A number of studies have relied on a dot blot or SDS-PAGE/Western blotting approach to detect mutant MYOC secretion.9,17,21 While SDS-PAGE/Western blotting is arguably the gold standard for detection of MYOC since it provides abundance and molecular weight information, it is time-consuming, costly, and in many instances does not detect small amounts of protein. In previous experiments, we have used the small (19.8 kDa), highly sensitive, and naturally secreted Gaussia luciferase (GLuc) to follow the secreted and intracellular levels of fibulin-3 and fibulin-5.2730 One major advantage of using GLuc as a reporter protein is that it yields an extremely bright signal, which makes it easy to measure small amounts of the protein.3133 Since there are a number of biochemical similarities between the fibulin proteins and MYOC (e.g., molecular weight, disulfide formation, and N-linked glycosylation), we reasoned that GLuc could also be used to quantitatively monitor the secretion and intracellular levels of wild-type (WT) and mutant MYOC. 

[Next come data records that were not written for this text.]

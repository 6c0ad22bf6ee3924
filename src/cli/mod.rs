//! CLI parser and command dispatch.

mod serve;
mod span;

use clap::{Parser, Subcommand};

use crate::config::ConfigArgs;

#[derive(Parser)]
#[command(name = "quantnews")]
#[command(about = "Read-only HTTP API over a financial news article database")]
#[command(version)]
pub struct Cli {
    /// Enable verbose logging
    #[arg(short, long, global = true)]
    pub verbose: bool,

    #[command(flatten)]
    config: ConfigArgs,

    #[command(subcommand)]
    command: Commands,
}

/// Check if verbose mode is enabled (for early logging setup).
pub fn is_verbose() -> bool {
    std::env::args().any(|arg| arg == "-v" || arg == "--verbose")
}

#[derive(Subcommand)]
enum Commands {
    /// Start the HTTP API
    Serve {
        /// Address to bind to: PORT, HOST, or HOST:PORT (default: 127.0.0.1:5000)
        #[arg(default_value = "127.0.0.1:5000")]
        bind: String,
    },

    /// Show the newest and oldest article timestamps for a source
    Span {
        /// Source name (unregistered names use the default collection)
        source: String,
        /// Only count articles mentioning this company
        #[arg(short, long)]
        company: Option<String>,
    },
}

/// Parse arguments and run the selected command.
pub async fn run() -> anyhow::Result<()> {
    let cli = Cli::parse();
    let settings = cli.config.into_settings()?;

    match cli.command {
        Commands::Serve { bind } => serve::cmd_serve(&settings, &bind).await,
        Commands::Span { source, company } => {
            span::cmd_span(&settings, &source, company.as_deref()).await
        }
    }
}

Thus, the focus of this study was to develop, characterize, and use the GLuc assay as a rapid, sensitive, and inexpensive method to quantify secreted levels of WT and mutant MYOC based on GLuc luminescence readouts in human embryonic kidney (HEK-293T) and normal TM (NTM-5) cells. The development of such a system could serve as an effective platform to study MYOC in more depth and for identifying new drugs to potentially treat MYOC-associated POAG. 
Materials and Methods
Plasmid Generation
Untagged and C-terminal FLAG-tagged (FT) WT and Y437H MYOC pcDNA3 plasmids were kind gifts of Charles Searsby and Val Sheffield, University of Iowa. The pcDNA3 WT MYOC FT construct was used as a template to generate the MYOC enhanced Gaussia luciferase version 2 (eGLuc2) fusion construct. The eGLuc2 fusion protein containing the M43I and M110I mutations was described previously.28,30,34,35 Briefly, WT MYOC FT was amplified by PCR using primers that eliminated the FLAG tag and stop codon and generated a 5′ DraI and 3′ BstBI restriction site. This PCR product then was inserted into a pENTR1A (Life Technologies, Carlsbad, CA, USA) eGLuc2 plasmid to generate the WT MYOC eGLuc2 fusion construct. The resulting construct encodes for amino acids 1-504 of MYOC followed by a 16 amino acid linker (FEGSAGSAAGSGEFEA) and eGLuc2 (without a signal sequence) with a predicted molecular weight of 76.5 kDa. The fusion construct then was shuttled into the pTRex-DEST30 vector (Life Technologies) by an LR Clonase II (Life Technologies) reaction. All subsequent MYOC mutants were generated in the pTRex vector using the Q5 mutagenesis kit (New England Biolabs, Ipswich, MA, USA). All constructs were constitutively expressed due to the absence of the tet-repressor in the cell lines used (see below). Constructs were verified by sequencing. 
Cell Culture
Human embryonic kidney (HEK-293T; Life Technologies) and normal TM (NTM-5; kind gift from Abbot Clark, University of North Texas Health Science Center) cells were cultured in low-glucose (1 g/L) Dulbecco's modified Eagle's medium (DMEM; Cellgro, Manassas, VA, USA) supplemented with 10% fetal bovine serum (FBS; Omega Scientific, Tarzana, CA, USA) and 1% penicillin/streptomycin/L-glutamine (Cellgro). All cells were incubated at typical growth conditions (37°C at 5% CO2) unless otherwise indicated and passaged routinely to propagate cells and maintain appropriate confluency. 
Transfection
Myocilin eGLuc2 variants (WT, D208E, G244V, C245Y, G246R, E300K, G434S, Y437H, Y437F, Y471C, I477N) were introduced into HEK-293T or NTM-5 cells by transient transfection using X-tremeGENE HP (Roche, Nutley, NJ, USA). Constructs of pEGFP-N1 (Clontech, Mountain View, CA, USA) or pTRex eGFP were used in separate wells to estimate transfection efficiency for each experiment. HEK-293T and NTM-5 cells were plated at a density of either 50,000 to 55,000 cells/well of a 24-well plate or 100,000 to 110,000 cells/well of a 12-well plate and allowed to attach overnight. Cells in 24-well plates then were transfected overnight with 500 ng/well DNA using either 0.5 μL (NTM-5) or 1 μL (HEK-293T) of X-tremeGENE HP. Cells in 12-well plates were transfected with twice the amount of DNA/transfection reagent as in a 24-well plate. Green fluorescent protein (eGFP) imaging determined transfection efficiencies of approximately 70% to 80% for HEK-293T cells and approximately 10% to 20% for NTM-5 cells. Samples were replated or analyzed 48 to 96 hours after transfection by the GLuc assay to measure secretion. 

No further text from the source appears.